BEGIN Data for this task

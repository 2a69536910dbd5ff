// SPDX-License-Identifier: BUSL-1.1
// Copyright (c) 2026 Alfred Jean LLC

//! In-memory engine for tests: records global calls and runs canned
//! programs instead of real script.

use std::collections::HashMap;
use std::sync::Arc;

use comexe_core::{EventArg, InstanceId};
use parking_lot::Mutex;

use crate::engine::{EngineError, EngineFactory, InstanceCtx, ScriptEngine};

/// One observed `call_global` invocation.
#[derive(Debug, Clone, PartialEq)]
pub struct RecordedCall {
    pub instance: InstanceId,
    pub global: String,
    pub args: Vec<EventArg>,
}

/// What a fake instance does when its init chunk "runs".
pub enum FakeProgram {
    /// Return immediately (the instance exits right away).
    Idle,
    /// Run the blocking event loop until `stop_loop`.
    RunLoop,
    /// Fail chunk execution with the given message.
    FailChunk(String),
    /// Arbitrary test behavior with access to the host context and the
    /// instance's own engine (for event drains).
    Custom(Box<dyn FnOnce(&InstanceCtx, &mut dyn ScriptEngine) + Send>),
}

type Handler = Arc<dyn Fn(&InstanceCtx, &[EventArg]) + Send + Sync>;

/// Factory shared by a test; engines it creates share the call recorder
/// and handler table, while each engine state stays instance-private.
#[derive(Default)]
pub struct FakeEngineFactory {
    calls: Arc<Mutex<Vec<RecordedCall>>>,
    programs: Mutex<HashMap<String, FakeProgram>>,
    handlers: Arc<Mutex<HashMap<String, Handler>>>,
    strict: bool,
}

impl FakeEngineFactory {
    pub fn new() -> Self {
        Self::default()
    }

    /// Unregistered globals become `NoSuchGlobal` errors instead of being
    /// recorded silently.
    pub fn strict() -> Self {
        Self { strict: true, ..Self::default() }
    }

    /// Assign the program the instance named `name` runs.
    pub fn program(self, name: impl Into<String>, program: FakeProgram) -> Self {
        self.programs.lock().insert(name.into(), program);
        self
    }

    /// Register a handler global callable from any fake instance.
    pub fn handler(
        self,
        global: impl Into<String>,
        f: impl Fn(&InstanceCtx, &[EventArg]) + Send + Sync + 'static,
    ) -> Self {
        self.handlers.lock().insert(global.into(), Arc::new(f));
        self
    }

    pub fn calls(&self) -> Arc<Mutex<Vec<RecordedCall>>> {
        Arc::clone(&self.calls)
    }

    /// Recorded calls to one global, in delivery order.
    pub fn calls_to(&self, global: &str) -> Vec<RecordedCall> {
        self.calls.lock().iter().filter(|c| c.global == global).cloned().collect()
    }
}

impl EngineFactory for FakeEngineFactory {
    fn create(&self, ctx: InstanceCtx) -> Result<Box<dyn ScriptEngine>, EngineError> {
        let name = ctx.app.instance_name(ctx.id).unwrap_or_default();
        let program = self.programs.lock().remove(&name).unwrap_or(FakeProgram::Idle);
        Ok(Box::new(FakeEngine {
            ctx,
            program: Some(program),
            calls: Arc::clone(&self.calls),
            handlers: Arc::clone(&self.handlers),
            strict: self.strict,
        }))
    }
}

struct FakeEngine {
    ctx: InstanceCtx,
    program: Option<FakeProgram>,
    calls: Arc<Mutex<Vec<RecordedCall>>>,
    handlers: Arc<Mutex<HashMap<String, Handler>>>,
    strict: bool,
}

impl ScriptEngine for FakeEngine {
    fn install_args(&mut self, _args: &[String]) -> Result<(), EngineError> {
        Ok(())
    }

    fn open_libraries(&mut self) -> Result<(), EngineError> {
        Ok(())
    }

    fn register_preloads(&mut self, _modules: &[&str]) -> Result<(), EngineError> {
        Ok(())
    }

    fn exec_chunk(&mut self, name: &str, _chunk: &[u8]) -> Result<(), EngineError> {
        match self.program.take().unwrap_or(FakeProgram::Idle) {
            FakeProgram::Idle => Ok(()),
            FakeProgram::RunLoop => {
                let app = Arc::clone(&self.ctx.app);
                let id = self.ctx.id;
                app.run_loop(id, self).map_err(|e| EngineError::Script(e.to_string()))
            }
            FakeProgram::FailChunk(message) => {
                Err(EngineError::Chunk { name: name.to_string(), message })
            }
            FakeProgram::Custom(f) => {
                let ctx = self.ctx.clone();
                f(&ctx, self);
                Ok(())
            }
        }
    }

    fn call_global(&mut self, name: &[u8], args: &[EventArg]) -> Result<(), EngineError> {
        let global = String::from_utf8_lossy(name).into_owned();
        let handler = self.handlers.lock().get(&global).cloned();
        if handler.is_none() && self.strict {
            return Err(EngineError::NoSuchGlobal(global));
        }
        self.calls.lock().push(RecordedCall {
            instance: self.ctx.id,
            global,
            args: args.to_vec(),
        });
        if let Some(handler) = handler {
            handler(&self.ctx, args);
        }
        Ok(())
    }
}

END Data for this task

» **The task**
Set down exactly the lines of the data above, beginning with the line that has "pub enum FakeProgram" and ending with the line that has "context and the", and no others.

» **Exercise result**
pub enum FakeProgram {
    /// Return immediately (the instance exits right away).
    Idle,
    /// Run the blocking event loop until `stop_loop`.
    RunLoop,
    /// Fail chunk execution with the given message.
    FailChunk(String),
    /// Arbitrary test behavior with access to the host context and the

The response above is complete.